Focus sulle partite iva con punteggio negativo
- 7 Dicembre 2025
- Posted by: Tony
- Categoria: Economia
Sempre più selezione dei contribuenti considerati a rischio evasione fiscale basata su un’analisi avanzata del rischio: chi presenta uno score negativo in termini di affidabilità fiscale è più esposto a controlli mirati.
Agenzia delle Entrate, guidata di recente nella riconferma del suo vertice, punta su un contrasto all’evasione sempre più selettivo, sfruttando le banche dati a disposizione e sviluppando capacità di analisi più sofisticate.
Il piano operativo prevede l’utilizzo di quasi 200 archivi informativi gestiti dal partner tecnologico Sogei, che affiancano l’attività degli operatori fiscali; la strategia enfatizza il ruolo centrale del personale dell’Amministrazione nel processo decisionale, integrato però da strumenti digitali per la selezione dei casi.
Previsioni di aumento dei controlli
I numeri programmatici del piano indicano un aumento progressivo dei controlli: si stima di raggiungere circa 270.000 accertamenti nel 2026, con almeno un incremento del 20% rispetto al 2025, per arrivare a un ordine di grandezza pari ad almeno 350.000 accertamenti nel 2028.
La tendenza sarà orientata a una maggiore frequenza di verifiche sulle imprese di medie dimensioni, con un incremento minimo previsto del 20% nel 2026 e fino al 50% nel 2028: ciò riflette la priorità data a settori e soggetti ritenuti più rilevanti per la base imponibile nazionale.
Strategia operativa e compliance
La strategia combina misure a favore della compliance e dell’adempimento spontaneo con un presidio rigoroso dove sono individuate anomalie: l’intento dichiarato è favorire la regolarizzazione volontaria, ma senza creare zone franche per chi ignora le segnalazioni.
In pratica, per i contribuenti che restano inattivi dopo un alert l’Amministrazione intende mantenere un elevato livello di attenzione e procedere all’accertamento quando sussistono gli elementi per farlo, anche qualora gli importi contestati siano modesti.
L’azione ispettiva avrà inoltre una prospettiva temporale più ampia: l’analisi verificherà se l’anomalia rilevata si è ripetuta in più periodi d’imposta, per valutare la persistenza del comportamento e la rilevanza ai fini dell’accertamento.
Faro sulle anomalie legate agli ISA
Particolare attenzione sarà riservata alle anomalie riscontrate nelle dichiarazioni delle cosiddette pagelle fiscali, ossia gli ISA compilati da oltre due milioni di imprese, società e professionisti.
La platea interessata è ampia ed eterogenea: sono mappati oltre 1.100 codici di attività, con differenze per settore economico, distribuzione territoriale e forma giuridica.

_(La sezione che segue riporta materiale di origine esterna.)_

//! Page rendering through poppler's `pdftoppm` and `pdfinfo`.

use std::io::Write as _;
use std::path::Path;

use once_cell::sync::Lazy;
use regex::Regex;

use scribe_core::{BackendError, ImageData, PageRasterizer};

use crate::command::{ToolVersion, probe_tool, run};

static PAGES_RE: Lazy<Regex> = Lazy::new(|| Regex::new(r"(?m)^Pages:\s+(\d+)\s*$").unwrap());

/// PDF points per inch; a render scale of 1.0 is 72 DPI.
const POINTS_PER_INCH: f32 = 72.0;

#[derive(Debug, Clone)]
pub struct PopplerRasterizer {
    pdftoppm: String,
    pdfinfo: String,
}

impl Default for PopplerRasterizer {
    fn default() -> Self {
        Self::new("pdftoppm", "pdfinfo")
    }
}

impl PopplerRasterizer {
    pub fn new(pdftoppm: impl Into<String>, pdfinfo: impl Into<String>) -> Self {
        Self {
            pdftoppm: pdftoppm.into(),
            pdfinfo: pdfinfo.into(),
        }
    }

    /// Check both binaries are installed. Returns the `pdftoppm` banner.
    pub fn probe(&self) -> Result<ToolVersion, BackendError> {
        probe_tool(&self.pdfinfo, "-v")?;
        probe_tool(&self.pdftoppm, "-v")
    }

    fn write_input(dir: &Path, pdf: &[u8]) -> Result<String, BackendError> {
        let path = dir.join("input.pdf");
        let mut file = std::fs::File::create(&path)?;
        file.write_all(pdf)?;
        file.flush()?;
        Ok(path.to_string_lossy().into_owned())
    }
}

/// `pdftoppm` resolution for a linear scale.
pub fn scale_to_dpi(scale: f32) -> u32 {
    (scale * POINTS_PER_INCH).round().max(1.0) as u32
}

/// Pull the page count out of `pdfinfo` output.
pub fn parse_page_count(pdfinfo_output: &str) -> Option<usize> {
    PAGES_RE
        .captures(pdfinfo_output)
        .and_then(|c| c.get(1))
        .and_then(|m| m.as_str().parse().ok())
}

impl PageRasterizer for PopplerRasterizer {
    fn name(&self) -> &'static str {
        "pdftoppm"
    }

    fn page_count(&self, pdf: &[u8]) -> Result<usize, BackendError> {
        let dir = tempfile::TempDir::with_prefix("scribe-pdfinfo")?;
        let input = Self::write_input(dir.path(), pdf)?;
        let output = run(&self.pdfinfo, [input.as_str()])?;
        let stdout = String::from_utf8_lossy(&output.stdout);
        parse_page_count(&stdout)
            .ok_or_else(|| BackendError::Open("pdfinfo did not report a page count".into()))
    }

    fn rasterize_page(
        &self,
        pdf: &[u8],
        page_index: usize,
        scale: f32,
    ) -> Result<ImageData, BackendError> {
        let dir = tempfile::TempDir::with_prefix("scribe-pdftoppm")?;
        let input = Self::write_input(dir.path(), pdf)?;
        let prefix = dir.path().join("page");
        let page = (page_index + 1).to_string();
        let dpi = scale_to_dpi(scale).to_string();
        let prefix_arg = prefix.to_string_lossy().into_owned();

        run(
            &self.pdftoppm,
            [
                "-f",
                page.as_str(),
                "-l",
                page.as_str(),
                "-r",
                dpi.as_str(),
                "-png",
                "-singlefile",
                input.as_str(),
                prefix_arg.as_str(),
            ],
        )
        .map_err(|e| match e {
            BackendError::Extraction(message) => BackendError::Render {
                page: page_index + 1,
                message,
            },
            other => other,
        })?;

        let png = std::fs::read(prefix.with_extension("png"))?;
        tracing::debug!(page = page_index + 1, dpi = %dpi, bytes = png.len(), "page rendered");
        Ok(ImageData::png(png))
    }
}

#[cfg(test)]
mod tests {
    use super::*;

    #[test]
    fn page_count_parsed_from_pdfinfo() {
        let out = "Title:          Report\nProducer:       LaTeX\nPages:          12\nEncrypted:      no\n";
        assert_eq!(parse_page_count(out), Some(12));
        assert_eq!(parse_page_count("Title: x\n"), None);
    }

    #[test]
    fn dpi_follows_scale() {
        assert_eq!(scale_to_dpi(1.0), 72);
        assert_eq!(scale_to_dpi(2.0), 144);
        assert_eq!(scale_to_dpi(0.0), 1);
    }

    #[test]
    fn missing_tools_report_not_installed() {
        let raster = PopplerRasterizer::new("scribe-missing-pdftoppm", "scribe-missing-pdfinfo");
        assert!(matches!(raster.probe(), Err(BackendError::NotInstalled(_))));
        assert!(matches!(
            raster.page_count(b"%PDF-1.4"),
            Err(BackendError::NotInstalled(_))
        ));
    }
}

Per questo motivo l’azione dell’Amministrazione non può essere casuale, ma deve essere guidata da criteri di selezione basati sul rischio.
Il punteggio di affidabilità fiscale può dunque costituire una spia iniziale: uno score basso indirizza la selezione verso situazioni con criticità maggiori, dove il risultato del controllo potrebbe far emergere base imponibile non dichiarata e imposte non versate.
Collegamento con il concordato preventivo biennale (Cpb)
Esiste una connessione significativa tra le anomalie rilevate e il meccanismo del concordato preventivo biennale (Cpb): in presenza di criticità, alcuni soggetti vengono invitati a regolarizzare la posizione e a aderire all’accordo biennale come misura di composizione e compliance.
Le norme istitutive del Cpb prevedono inoltre che Agenzia delle Entrate e Guardia di Finanza programmino un rafforzamento dell’impiego operativo per intensificare i controlli verso chi non aderisce al concordato o ne decade, per tutelare la correttezza del sistema tributario e la parità di trattamento tra contribuenti.
Ne consegue che i controlli futuri potranno concentrarsi anche su quei soggetti che, pur essendo stati segnalati o invitati a regolarizzare, non hanno completato il percorso previsto dal concordato biennale.
Impatto operativo e garanzie
L’ampliamento dell’attività di selezione e controllo solleva questioni organizzative e di tutela dei diritti dei contribuenti: serve personale adeguato, investimenti nell’analisi dei dati e procedure chiare per notifiche, ricorsi e verifiche documentali.
Parallelamente, è essenziale garantire trasparenza sulle metodologie di scoring e adeguate garanzie procedurali, affinché l’uso delle banche dati e degli strumenti informatici sia bilanciato da tutele amministrative e giurisdizionali per cittadini e imprese.
In conclusione, la strategia delineata mette in primo piano l’uso mirato delle informazioni e dell’analisi del rischio per contrastare l’evasione, con possibili effetti significativi sul numero e sulla targettizzazione dei controlli fiscali nei prossimi anni.